We ran across this piece somewhere back in the mists of time, like the '80s. Sadly, it was unattributed.

Micro was a real-time operator and dedicated multi-user. His broad-band protocol made it easy for him to interface with numerous input/output devices, even if it meant timesharing. One evening he arrived at home just after the Sun crashed and parked his Motorola 68000 in the main drive (he missed the S100 buss that morning and the commute was too short to take a backplane). He noticed an elegant piece of liveware admiring his daisy wheels in his garden. He thought to himself, "She looks user-friendly, I'll see if she'd like an update tonight."

Mini was her name and she was delicately engineered with eyes like COBOL and a Prime mainframe architecture that set Micro's peripherals networking all over the place. He browsed her over. She looked like she could be sassy, but suspected that she had just artificial intelligence. Casually admiring the power of her twin 32-bit floating point processors and polled, "How are you Honeywell?"

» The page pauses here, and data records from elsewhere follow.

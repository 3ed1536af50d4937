//! Trip planner: edits in, committed timelines out.
//!
//! ## Run discipline
//!
//! - Edits apply synchronously to the working list and bump a generation;
//!   a relocated segment's time zone is looked up before its edit is staged
//! - Reconciliation runs are serialized by a single-flight run guard
//! - A run seeded at generation `g` is discarded if the generation moved on,
//!   either before it starts or once its route requests return
//! - A run that survives saves the base list to the store first, then
//!   publishes the reconciled timeline
//!
//! The latest edit always gets a fresh run seeded from the latest list, so
//! discarding a stale run loses nothing.

use parking_lot::{Mutex, RwLock};
use std::sync::atomic::{AtomicU64, Ordering};
use std::sync::Arc;

use crate::edit::{apply_edit, EditError, TimelineEdit};
use crate::pipeline::{Pipeline, PipelineStage, ReconcileOutcome};
use crate::policy::ReconcilePolicy;
use crate::routing::RouteProvider;
use crate::store::SegmentStore;
use crate::timezone::{OffsetTimezoneResolver, TimezoneResolver};
use crate::types::{Coordinates, SegmentId, Timeline};

/// Planner failure.
#[derive(Debug, Clone, PartialEq, thiserror::Error)]
pub enum PlannerError {
    /// The edit was refused.
    #[error(transparent)]
    Edit(#[from] EditError),

    /// The store failed to load or save.
    #[error("Store error: {0}")]
    Store(String),

    /// A newer edit overtook this run; its result was discarded.
    #[error("Run for generation {generation} superseded by a newer edit")]
    Superseded {
        /// Generation the discarded run was seeded from.
        generation: u64,
    },
}

impl PlannerError {
    /// Wrap a store backend error.
    pub fn from_store<E: std::error::Error>(error: E) -> Self {
        Self::Store(error.to_string())
    }

    /// Whether the error only means a newer run took over.
    pub fn is_superseded(&self) -> bool {
        matches!(self, Self::Superseded { .. })
    }
}

/// An edit applied to the working list.
#[derive(Debug, Clone, Copy, PartialEq, Eq)]
pub struct StagedEdit {
    /// Generation the edit produced.
    pub generation: u64,
    /// Segment the edit created or targeted.
    pub segment_id: Option<SegmentId>,
    /// Segment whose time zone needs resolving.
    pub relocated: Option<SegmentId>,
}

/// Edit front-end over a store, a routing provider and a time zone resolver.
pub struct TripPlanner<S, R> {
    store: S,
    pipeline: Pipeline<R>,
    timezones: Arc<dyn TimezoneResolver>,
    working: Mutex<Timeline>,
    reconciled: RwLock<Option<ReconcileOutcome>>,
    generation: AtomicU64,
    run_guard: tokio::sync::Mutex<()>,
}

impl<S: SegmentStore, R: RouteProvider> TripPlanner<S, R> {
    /// Load the stored list, or start a fresh trip when the store is empty.
    pub async fn open(store: S, router: R, policy: ReconcilePolicy) -> Result<Self, PlannerError> {
        let segments = store.load_segments().await.map_err(PlannerError::from_store)?;
        let working = if segments.is_empty() {
            Timeline::new_trip()
        } else {
            Timeline::new(segments).without_derived()
        };
        tracing::info!(segments = working.len(), policy = policy.policy_id(), "trip planner opened");

        Ok(Self {
            store,
            pipeline: Pipeline::new(router, policy),
            timezones: Arc::new(OffsetTimezoneResolver),
            working: Mutex::new(working),
            reconciled: RwLock::new(None),
            generation: AtomicU64::new(0),
            run_guard: tokio::sync::Mutex::new(()),
        })
    }

    /// Replace the time zone resolver.
    pub fn with_timezone_resolver(mut self, resolver: impl TimezoneResolver + 'static) -> Self {
        self.timezones = Arc::new(resolver);
        self
    }

    /// The working base list, queued stops last.
    pub fn working(&self) -> Timeline {
        self.working.lock().clone()
    }

    /// The last committed outcome.
    pub fn current(&self) -> Option<ReconcileOutcome> {
        self.reconciled.read().clone()
    }

    /// Current edit generation.
    pub fn generation(&self) -> u64 {
        self.generation.load(Ordering::SeqCst)
    }

    /// Stage of the pass in flight.
    pub fn stage(&self) -> PipelineStage {
        self.pipeline.stage()
    }

    /// The store.
    pub fn store(&self) -> &S {
        &self.store
    }

    /// The pipeline.
    pub fn pipeline(&self) -> &Pipeline<R> {
        &self.pipeline
    }

    /// Apply an edit to the working list without reconciling.
    ///
    /// Time zones of relocated segments are resolved by [`TripPlanner::apply`].
    pub fn stage_edit(&self, edit: &TimelineEdit) -> Result<StagedEdit, PlannerError> {
        self.stage_with_zone(edit, None)
    }

    /// Apply an edit and reconcile.
    pub async fn apply(&self, edit: TimelineEdit) -> Result<ReconcileOutcome, PlannerError> {
        let zone = match edit.new_location() {
            Some(point) => self.lookup_time_zone(point).await,
            None => None,
        };
        let staged = self.stage_with_zone(&edit, zone)?;
        self.run(staged.generation).await
    }

    /// Reconcile the working list as it stands.
    pub async fn reconcile(&self) -> Result<ReconcileOutcome, PlannerError> {
        self.run(self.generation()).await
    }

    fn stage_with_zone(&self, edit: &TimelineEdit, zone: Option<String>) -> Result<StagedEdit, PlannerError> {
        let mut working = self.working.lock();
        let mut effect = apply_edit(&working, edit)?;
        if let (Some(id), Some(zone)) = (effect.relocated, zone) {
            let mut segments = effect.timeline.into_segments();
            if let Some(segment) = segments.iter_mut().find(|s| s.id == id) {
                tracing::debug!(segment = %id, zone = %zone, "time zone resolved");
                segment.time_zone = Some(zone);
            }
            effect.timeline = Timeline::new(segments);
        }
        *working = effect.timeline;
        Ok(StagedEdit {
            generation: self.generation.fetch_add(1, Ordering::SeqCst) + 1,
            segment_id: effect.segment_id,
            relocated: effect.relocated,
        })
    }

    async fn lookup_time_zone(&self, point: Coordinates) -> Option<String> {
        match self.timezones.resolve(point).await {
            Ok(zone) => Some(zone),
            Err(error) => {
                tracing::warn!(%error, "time zone left unresolved");
                None
            }
        }
    }

    async fn run(&self, generation: u64) -> Result<ReconcileOutcome, PlannerError> {
        let _guard = self.run_guard.lock().await;
        self.ensure_current(generation)?;

        let (resident, queued) = self.working.lock().split_queued();
        let repair = self.pipeline.repair(&resident).await;
        if let Err(superseded) = self.ensure_current(generation) {
            self.pipeline.reset();
            return Err(superseded);
        }

        let outcome = self.pipeline.finish(repair, queued);
        let base = outcome.base();
        self.store
            .save_segments(base.segments())
            .await
            .map_err(PlannerError::from_store)?;

        // An edit staged during the save keeps its working list; the run it
        // triggers saves again and publishes.
        {
            let mut working = self.working.lock();
            self.ensure_current(generation)?;
            *working = base;
            *self.reconciled.write() = Some(outcome.clone());
        }

        tracing::info!(
            generation,
            fingerprint = %outcome.fingerprint,
            overlaps = outcome.overlap_count(),
            unrouted = outcome.unrouted.len(),
            "timeline committed"
        );
        Ok(outcome)
    }

    fn ensure_current(&self, generation: u64) -> Result<(), PlannerError> {
        let latest = self.generation();
        if latest != generation {
            tracing::warn!(generation, latest, "reconciliation run superseded");
            return Err(PlannerError::Superseded { generation });
        }
        Ok(())
    }
}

"I Be, MMMMM, well," she responded haltingly while batting her optical fibers engagingly and smoothing her console over her curvilinear functions. Micro settled for a straight-line approximation. "I'm stand-alone tonight," he said, "How about computing a vector to my base address? I'll output a byte to eat and maybe we can get offset later on."

Mini ran a priority process for 2.6 milliseconds, then transmitted an 8K. "I've been dumped myself recently and a new page is just what I need to refresh my disks. I'll park my machine cycle in your background and meet you inside." She walked off leaving Micro admiring her solenoids and thinking, "Wow! What a global symbol! I wonder if she liked my firmware?"

Mini and Micro paged into his address space and Mini asked for the location of the bit bucket saying that, "I need to swap out for a nanosecond to fix my cables."

Micro replied, "Down the channel, third device on the string," but added, "In my cache, you don't look a bit SCSI."

They sat down at the process table on top of a form feed of fiche and chips with a bucket of Baudot. Mini was in conversational mode and expanded on ambiguous arguments while Micro gave occasional acknowledgements, although in the background, he was analyzing the shortest and least critical path to her entry point. He finally settled on the old line, "Would you like to see my benchmark subroutine?"

But Mini was one step ahead. Suddenly she was online and stripping off her parity bits to reveal the full functionality of her operating system software. "Let's get down to BASIC's, you RAM," she cried. Micro was loaded by this stage, but his hardware policing module had a processor of its own and was in danger of overflowing it's output buffer. (A hang-up that Micro had consulted with his analyst about.)

"Core" was all he could say as she prepared to log him off.

Micro soon recovered, however, when Mini went down on the DEC and opened her divided files to reveal her data set ready. He accessed his fully packed root device and was about to start pushing into her CPU stack when she attempted an escape sequence.

"NAK! NAK!" she cried. "You are not properly shielded. I haven't got my current loop enabled and I don't want to spawn child processes," she protested.

"Don't run away," he said. "I'll generate an interrupt."

"No, that's too error prone and I can't because of my design philosophy."

Micro was locked in by this stage though, and could not be turned off. Mini soon stopped his thrashing by introducing a voltage spike into his main supply whereupon he fell over with a head crash and went to sleep.

"Computers!" she though as she compiled herself and called for a carriage tape. "All they ever think about is HEX."